> _Recorded data_:
#[cfg(test)]
mod tests {
    use super::*;
    use async_trait::async_trait;
    use serde_json::json;
    use std::sync::Mutex;
    use std::time::Instant;

    use conductor_core::types::TaskId;

    /// Test double recording invocation start/end instants.
    struct TimedProvider {
        key: &'static str,
        delay: Duration,
        spans: Arc<Mutex<Vec<(Instant, Instant)>>>,
    }

    #[async_trait]
    impl CapabilityProvider for TimedProvider {
        fn key(&self) -> &'static str {
            self.key
        }

        async fn is_available(&self) -> bool {
            true
        }

        async fn invoke(
            &self,
            _action: &str,
            _params: &Value,
        ) -> conductor_core::Result<InvocationOutcome> {
            let start = Instant::now();
            tokio::time::sleep(self.delay).await;
            if let Ok(mut spans) = self.spans.lock() {
                spans.push((start, Instant::now()));
            }
            Ok(InvocationOutcome::ok(json!({ "done": true })))
        }
    }

    /// Fails a fixed number of times with a retryable error, then succeeds.
    struct FlakyProvider {
        failures_left: Arc<Mutex<usize>>,
    }

    #[async_trait]
    impl CapabilityProvider for FlakyProvider {
        fn key(&self) -> &'static str {
            "flaky"
        }

        async fn is_available(&self) -> bool {
            true
        }

        async fn invoke(
            &self,
            _action: &str,
            _params: &Value,
        ) -> conductor_core::Result<InvocationOutcome> {
            let should_fail = {
                let mut left = match self.failures_left.lock() {
                    Ok(guard) => guard,
                    Err(poisoned) => poisoned.into_inner(),
                };
                if *left > 0 {
                    *left -= 1;
                    true
                } else {
                    false
                }
            };
            if should_fail {
                return Err(conductor_core::Error::ProviderUnavailable(
                    "transient".to_owned(),
                ));
            }
            Ok(InvocationOutcome::ok(json!({ "recovered": true })))
        }
    }

    struct FailingProvider;

    #[async_trait]
    impl CapabilityProvider for FailingProvider {
        fn key(&self) -> &'static str {
            "failing"
        }

        async fn is_available(&self) -> bool {
            false
        }

        async fn invoke(
            &self,
            _action: &str,
            _params: &Value,
        ) -> conductor_core::Result<InvocationOutcome> {
            Ok(InvocationOutcome::err("backend rejected the action"))
        }
    }

    fn subtask(task_id: TaskId, provider: &str, deps: Vec<SubTaskId>) -> SubTask {
        SubTask::new(task_id, provider, "work").with_dependencies(deps)
    }

    #[test]
    fn test_levels_partition_input_exactly() {
        let task_id = TaskId::new();
        let sub_a = subtask(task_id, "p", Vec::new());
        let sub_b = subtask(task_id, "p", vec![sub_a.id]);
        let sub_c = subtask(task_id, "p", Vec::new());
        let subtasks = vec![sub_a.clone(), sub_b.clone(), sub_c.clone()];

        let levels = match DependencyScheduler::compute_levels(&subtasks) {
            Ok(levels) => levels,
            Err(error) => panic!("compute_levels failed: {error}"),
        };

        // [A(no deps), B(dep A), C(no deps)] => [{A, C}, {B}]
        assert_eq!(levels.len(), 2);
        assert_eq!(levels[0].len(), 2);
        assert!(levels[0].contains(&sub_a.id));
        assert!(levels[0].contains(&sub_c.id));
        assert_eq!(levels[1], vec![sub_b.id]);

        let mut seen = HashSet::new();
        for level in &levels {
            for id in level {
                assert!(seen.insert(*id), "id appears in exactly one level");
            }
        }
        assert_eq!(seen.len(), subtasks.len());
    }

    #[test]
    fn test_cycle_detected_names_stuck_ids() {
        let task_id = TaskId::new();
        let mut sub_a = subtask(task_id, "p", Vec::new());
        let mut sub_b = subtask(task_id, "p", Vec::new());
        sub_a.depends_on = vec![sub_b.id];
        sub_b.depends_on = vec![sub_a.id];
        let root = subtask(task_id, "p", Vec::new());
        let subtasks = vec![root, sub_a.clone(), sub_b.clone()];

        assert!(DependencyScheduler::has_cycles(&subtasks));
        let error = DependencyScheduler::compute_levels(&subtasks).err();
        match error {
            Some(OrchestratorError::CycleDetected { stuck }) => {
                assert!(stuck.contains(&sub_a.id));
                assert!(stuck.contains(&sub_b.id));
                assert_eq!(stuck.len(), 2);
            }
            other => panic!("expected CycleDetected, got {other:?}"),
        }
    }

    #[test]
    fn test_dependency_outside_set_is_rejected() {
        let task_id = TaskId::new();
        let ghost = SubTaskId::new();
        let sub = subtask(task_id, "p", vec![ghost]);
        let error = DependencyScheduler::compute_levels(&[sub]).err();
        assert!(matches!(
            error,
            Some(OrchestratorError::CycleDetected { .. })
        ));
    }

    #[tokio::test]
    async fn test_independent_subtasks_run_concurrently() {
        let spans = Arc::new(Mutex::new(Vec::new()));
        let provider = Arc::new(TimedProvider {
            key: "timed",
            delay: Duration::from_millis(50),
            spans: Arc::clone(&spans),
        });
        let registry = CapabilityRegistry::new().with_provider(provider);

        let task_id = TaskId::new();
        let mut subtasks: Vec<SubTask> = (0..4)
            .map(|_| subtask(task_id, "timed", Vec::new()))
            .collect();

        let scheduler = DependencyScheduler::new(&ExecutionConfig {
            max_concurrent_subtasks: 8,
            ..ExecutionConfig::default()
        });
        match scheduler.execute(&registry, &mut subtasks).await {
            Ok(()) => {}
            Err(error) => panic!("execute failed: {error}"),
        }

        assert!(
            subtasks
                .iter()
                .all(|sub| sub.status == SubTaskStatus::Completed)
        );

        // All four spans must overlap pairwise: every start precedes every
        // other span's end.
        let spans = match spans.lock() {
            Ok(guard) => guard.clone(),
            Err(poisoned) => poisoned.into_inner().clone(),
        };
        assert_eq!(spans.len(), 4);
        for (index, &(start, _)) in spans.iter().enumerate() {
            for (other_index, &(_, end)) in spans.iter().enumerate() {
                if index != other_index {
                    assert!(start < end, "level-mates must execute concurrently");
                }
            }
        }
    }

    #[tokio::test]
    async fn test_failure_does_not_cancel_level_mates() {
        let spans = Arc::new(Mutex::new(Vec::new()));
        let ok_provider = Arc::new(TimedProvider {
            key: "timed",
            delay: Duration::from_millis(5),
            spans,
        });
        let registry = CapabilityRegistry::new()
            .with_provider(ok_provider)
            .with_provider(Arc::new(FailingProvider));

        let task_id = TaskId::new();
        let mut subtasks = vec![
            subtask(task_id, "failing", Vec::new()),
            subtask(task_id, "timed", Vec::new()),
        ];

        match DependencyScheduler::default()
            .execute(&registry, &mut subtasks)
            .await
        {
            Ok(()) => {}
            Err(error) => panic!("execute failed: {error}"),
        }

        assert_eq!(subtasks[0].status, SubTaskStatus::Failed);
        assert!(subtasks[0].error.is_some());
        assert_eq!(subtasks[1].status, SubTaskStatus::Completed);
    }

    #[tokio::test]
    async fn test_retry_recovers_transient_failures() {
        let provider = Arc::new(FlakyProvider {
            failures_left: Arc::new(Mutex::new(2)),
        });
        let registry = CapabilityRegistry::new().with_provider(provider);

        let task_id = TaskId::new();
        let mut subtasks = vec![subtask(task_id, "flaky", Vec::new())];

        let scheduler = DependencyScheduler::new(&ExecutionConfig {
            max_retries: 2,
            retry_backoff_ms: 5,
            ..ExecutionConfig::default()
        });
        match scheduler.execute(&registry, &mut subtasks).await {
            Ok(()) => {}
            Err(error) => panic!("execute failed: {error}"),
        }

        assert_eq!(subtasks[0].status, SubTaskStatus::Completed);
        assert_eq!(subtasks[0].result, Some(json!({ "recovered": true })));
    }

    #[tokio::test]
    async fn test_unknown_provider_fails_before_execution() {
        let registry = CapabilityRegistry::new();
        let task_id = TaskId::new();
        let mut subtasks = vec![subtask(task_id, "ghost", Vec::new())];

        let error = DependencyScheduler::default()
            .execute(&registry, &mut subtasks)
            .await
            .err();
        assert!(matches!(
            error,
            Some(OrchestratorError::UnknownProvider(key)) if key == "ghost"
        ));
        assert_eq!(subtasks[0].status, SubTaskStatus::Pending);
    }

    #[tokio::test]
    async fn test_levels_execute_in_order() {
        let spans = Arc::new(Mutex::new(Vec::new()));
        let provider = Arc::new(TimedProvider {
            key: "timed",
            delay: Duration::from_millis(20),
            spans: Arc::clone(&spans),
        });
        let registry = CapabilityRegistry::new().with_provider(provider);

        let task_id = TaskId::new();
        let first = subtask(task_id, "timed", Vec::new());
        let second = subtask(task_id, "timed", vec![first.id]);
        let mut subtasks = vec![first, second];

        match DependencyScheduler::default()
            .execute(&registry, &mut subtasks)
            .await
        {
            Ok(()) => {}
            Err(error) => panic!("execute failed: {error}"),
        }

        let spans = match spans.lock() {
            Ok(guard) => guard.clone(),
            Err(poisoned) => poisoned.into_inner().clone(),
        };
        assert_eq!(spans.len(), 2);
        // Level 2 must not start before level 1 fully settled.
        assert!(spans[0].1 <= spans[1].0);
    }
}
/// Generic time references beyond the same-day/next-day tiers.
const OTHER_TIME_TERMS: &[&str] = &[
    "this week",
    "next week",
    "monday",
    "tuesday",
    "wednesday",
    "thursday",
    "friday",
    "by the",
    "deadline",
    "due",
    "这周",
    "下周",
];

/// Explicit action verbs; presence raises extraction confidence.
const ACTION_VERBS: &[&str] = &[
    "finish", "complete", "send", "review", "write", "fix", "update", "create", "prepare",
    "schedule", "deploy", "merge", "test", "check", "draft", "share", "完成", "发送", "检查",
    "准备",
];

/// Role keywords treated as stakeholder references.
const ROLE_TERMS: &[&str] = &[
    "manager", "lead", "engineer", "designer", "team", "product", "qa", "ops", "经理", "团队",
];

/// Keywords marking a decision-type task.
const DECISION_TERMS: &[&str] = &[
    "decide", "decided", "decision", "choose", "approve", "approved", "agreed", "决定", "批准",
];

/// Keywords marking a follow-up-type task.
const FOLLOW_UP_TERMS: &[&str] = &["follow up", "follow-up", "check in", "circle back", "跟进"];

/// Keywords marking a reminder-type task.
const REMINDER_TERMS: &[&str] = &["remember", "don't forget", "reminder", "remind", "别忘了"];

/// Keywords marking a question-type task.
const QUESTION_TERMS: &[&str] = &["what", "how", "why", "when", "which", "can we", "should we"];

/// Simple-tier complexity keywords.
const SIMPLE_TERMS: &[&str] = &["quick", "small", "minor", "trivial", "simple", "简单"];

/// Complex-tier complexity keywords.
const COMPLEX_TERMS: &[&str] = &[
    "architecture",
    "migration",
    "refactor",
    "integrate",
    "integration",
    "redesign",
    "complex",
    "复杂",
];

/// Discussion indicators used by the meeting analyzer.
const DISCUSSION_TERMS: &[&str] = &[
    "meeting", "discuss", "discussion", "agenda", "sync", "standup", "stand-up", "call",
    "retrospective", "review", "会议", "讨论",
];

/// Decision indicators inside a meeting cluster.
const MEETING_DECISION_TERMS: &[&str] = &[
    "decided", "decision", "we'll go with", "agreed", "approved", "final", "决定",
];

/// Conflict words that downgrade a thread to tense.
const CONFLICT_TERMS: &[&str] = &[
    "disagree",
    "conflict",
    "wrong",
    "blocked",
    "frustrated",
    "frustrating",
    "angry",
    "unacceptable",
    "terrible",
];

/// Stress-lexicon tokens used for the stress risk factor.
const STRESS_TERMS: &[&str] = &[
    "stressed",
    "stress",
    "overwhelmed",
    "exhausted",
    "burnout",
    "burned out",
    "too much",
    "pressure",
    "tired",
    "压力",
    "累",
];

/// Stopwords excluded from topic-term frequency counting.
const STOPWORDS: &[&str] = &[
    "the", "a", "an", "and", "or", "but", "to", "of", "in", "on", "for", "with", "at", "is",
    "are", "was", "were", "be", "been", "we", "i", "you", "it", "this", "that", "have", "has",
    "will", "can", "so", "about", "let's", "our", "my",
];

/// Ordered action-item extraction patterns for alphabetic text.
///
/// Order matters: earlier patterns claim their match first, so obligation
/// phrasing wins over politeness phrasing for the same span.
static TASK_PATTERNS_EN: LazyLock<Vec<Regex>> = LazyLock::new(|| {
    [
        r"(?i)\b(?:need(?:s)?\s+(?:@[A-Za-z0-9_.-]+\s+)?to|have to|must|should)\s+(.{3,120}?)(?:[.!?\n]|$)",
        r"(?i)\bplease\s+(.{3,120}?)(?:[.!?\n]|$)",
        r"(?i)\b(?:can|could|would)\s+(?:you|someone|we)\s+(.{3,120}?)(?:[.!?\n]|$)",
        r"(?i)\b(?:by|before|due)\s+(?:today|tonight|tomorrow|eod|monday|tuesday|wednesday|thursday|friday)\s*[:,]?\s+(.{3,120}?)(?:[.!?\n]|$)",
        r"(?i)\b(?:remember|don't forget)\s+to\s+(.{3,120}?)(?:[.!?\n]|$)",
    ]
    .iter()
    .filter_map(|pattern| Regex::new(pattern).ok())
    .collect()
});

/// Ordered action-item extraction patterns for ideographic text.
static TASK_PATTERNS_ZH: LazyLock<Vec<Regex>> = LazyLock::new(|| {
    [
        r"(?:需要|必须|应该)(.{2,60}?)(?:[。！？\n]|$)",
        r"(?:请|麻烦)(.{2,60}?)(?:[。！？\n]|$)",
        r"别忘了(.{2,60}?)(?:[。！？\n]|$)",
    ]
    .iter()
    .filter_map(|pattern| Regex::new(pattern).ok())
    .collect()
});

/// `@mention` extraction pattern.
static MENTION_PATTERN: LazyLock<Option<Regex>> =
    LazyLock::new(|| Regex::new(r"@([A-Za-z0-9_.-]+)").ok());

/// Point weights and thresholds for the extractor's priority score.
///
/// Kept as named, overridable values rather than inline literals.
#[derive(Debug, Clone, Copy)]
pub struct PriorityWeights {
    /// Starting score; lands in the medium band on its own.
    pub baseline: i32,
    /// Added once per urgency indicator found in the message.
    pub urgency: i32,
    /// Added on top when a critical-tier urgency term is present.
    pub critical_bonus: i32,
    /// Added when a same-day time indicator is present.
    pub same_day: i32,
    /// Added when a next-day time indicator is present.
    pub next_day: i32,
    /// Added when the task type is a decision.
    pub decision: i32,
    /// Scores at or above this map to urgent.
    pub urgent_threshold: i32,
    /// Scores at or above this map to high.
    pub high_threshold: i32,
    /// Scores at or above this map to medium; anything lower is low.
    pub medium_threshold: i32,
}
#[cfg(test)]
mod tests {
    use super::*;
    use chrono::TimeZone as _;
    use conductor_core::types::{MessageAuthor, MessageChannel};

    fn message(id: &str, author: &str, text: &str) -> ChatMessage {
        ChatMessage {
            id: id.to_owned(),
            text: text.to_owned(),
            author: MessageAuthor {
                id: author.to_lowercase(),
                name: author.to_owned(),
            },
            channel: MessageChannel {
                id: "c1".to_owned(),
                name: "general".to_owned(),
            },
            timestamp: Utc.with_ymd_and_hms(2025, 3, 10, 9, 0, 0).single().unwrap_or_default(),
        }
    }

    #[test]
    fn test_extracts_assigned_same_day_task() {
        let extractor = TaskExtractor::default();
        let items = extractor.extract(&[message(
            "m1",
            "Bob",
            "We need @alice to finish the report today",
        )]);

        assert_eq!(items.len(), 1);
        let item = &items[0];
        assert_eq!(item.assignee.as_deref(), Some("alice"));
        assert_eq!(item.deadline.as_deref(), Some("today"));
        assert!(
            item.priority >= TaskPriority::High,
            "same-day indicator must raise priority to at least high, got {:?}",
            item.priority
        );
        assert_eq!(item.status, TaskItemStatus::Assigned);
        assert!(item.description.contains("finish the report"));
    }

    #[test]
    fn test_short_matches_rejected() {
        let extractor = TaskExtractor::default();
        let items = extractor.extract(&[message("m1", "Bob", "we must go.")]);
        assert!(items.is_empty());
    }

    #[test]
    fn test_extraction_is_idempotent() {
        let extractor = TaskExtractor::default();
        let messages = vec![
            message("m1", "Bob", "need to review the deploy checklist tomorrow"),
            message("m2", "Eve", "please update the roadmap this week"),
            message("m3", "Bob", "We need to review the deploy checklist tomorrow!"),
        ];

        let first = extractor.extract(&messages);
        let second = extractor.extract(&messages);

        assert_eq!(first.len(), second.len());
        let first_descriptions: Vec<&str> =
            first.iter().map(|item| item.description.as_str()).collect();
        let second_descriptions: Vec<&str> =
            second.iter().map(|item| item.description.as_str()).collect();
        assert_eq!(first_descriptions, second_descriptions);
    }

    #[test]
    fn test_near_duplicates_merge() {
        let extractor = TaskExtractor::default();
        let messages = vec![
            message("m1", "Bob", "need to send the weekly summary to the team"),
            message("m2", "Eve", "we need to send the weekly summary to the team"),
        ];
        let items = extractor.extract(&messages);
        assert_eq!(items.len(), 1);
    }

    #[test]
    fn test_urgency_raises_priority() {
        let extractor = TaskExtractor::default();
        let calm = extractor.extract(&[message("m1", "Bob", "need to refresh the docs sometime")]);
        let urgent = extractor.extract(&[message(
            "m2",
            "Bob",
            "URGENT: need to fix the critical login outage today asap",
        )]);

        assert_eq!(calm[0].priority, TaskPriority::Medium);
        assert_eq!(urgent[0].priority, TaskPriority::Urgent);
    }

    #[test]
    fn test_decision_type_classified() {
        let extractor = TaskExtractor::default();
        let items = extractor.extract(&[message(
            "m1",
            "Bob",
            "we should decide on the storage backend",
        )]);
        assert_eq!(items[0].task_type, TaskType::Decision);
    }

    #[test]
    fn test_confidence_bounds() {
        let extractor = TaskExtractor::default();
        let items = extractor.extract(&[message(
            "m1",
            "Bob",
            "URGENT need @alice to finish the report today",
        )]);
        let confidence = items[0].confidence;
        assert!(confidence >= BASE_CONFIDENCE);
        assert!(confidence <= CONFIDENCE_CAP);
    }

    #[test]
    fn test_stakeholders_include_author_and_mentions() {
        let extractor = TaskExtractor::default();
        let items = extractor.extract(&[message(
            "m1",
            "Bob",
            "need @alice to sync with the team lead",
        )]);
        let stakeholders = &items[0].stakeholders;
        assert!(stakeholders.contains(&"alice".to_owned()));
        assert!(stakeholders.contains(&"Bob".to_owned()));
        assert!(stakeholders.contains(&"team".to_owned()));
    }

    #[test]
    fn test_similarity_ratio() {
        assert!(similarity("send the report", "send the report") > 0.99);
        assert!(similarity("send the report", "send the reports") > 0.8);
        assert!(similarity("send the report", "totally different") < 0.3);
    }
}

> _About this task_: Check each line of the records above for "messages", and copy those that have it.

> _Result for this exercise_:
        let messages = vec![
        let first = extractor.extract(&messages);
        let second = extractor.extract(&messages);
        let messages = vec![
        let items = extractor.extract(&messages);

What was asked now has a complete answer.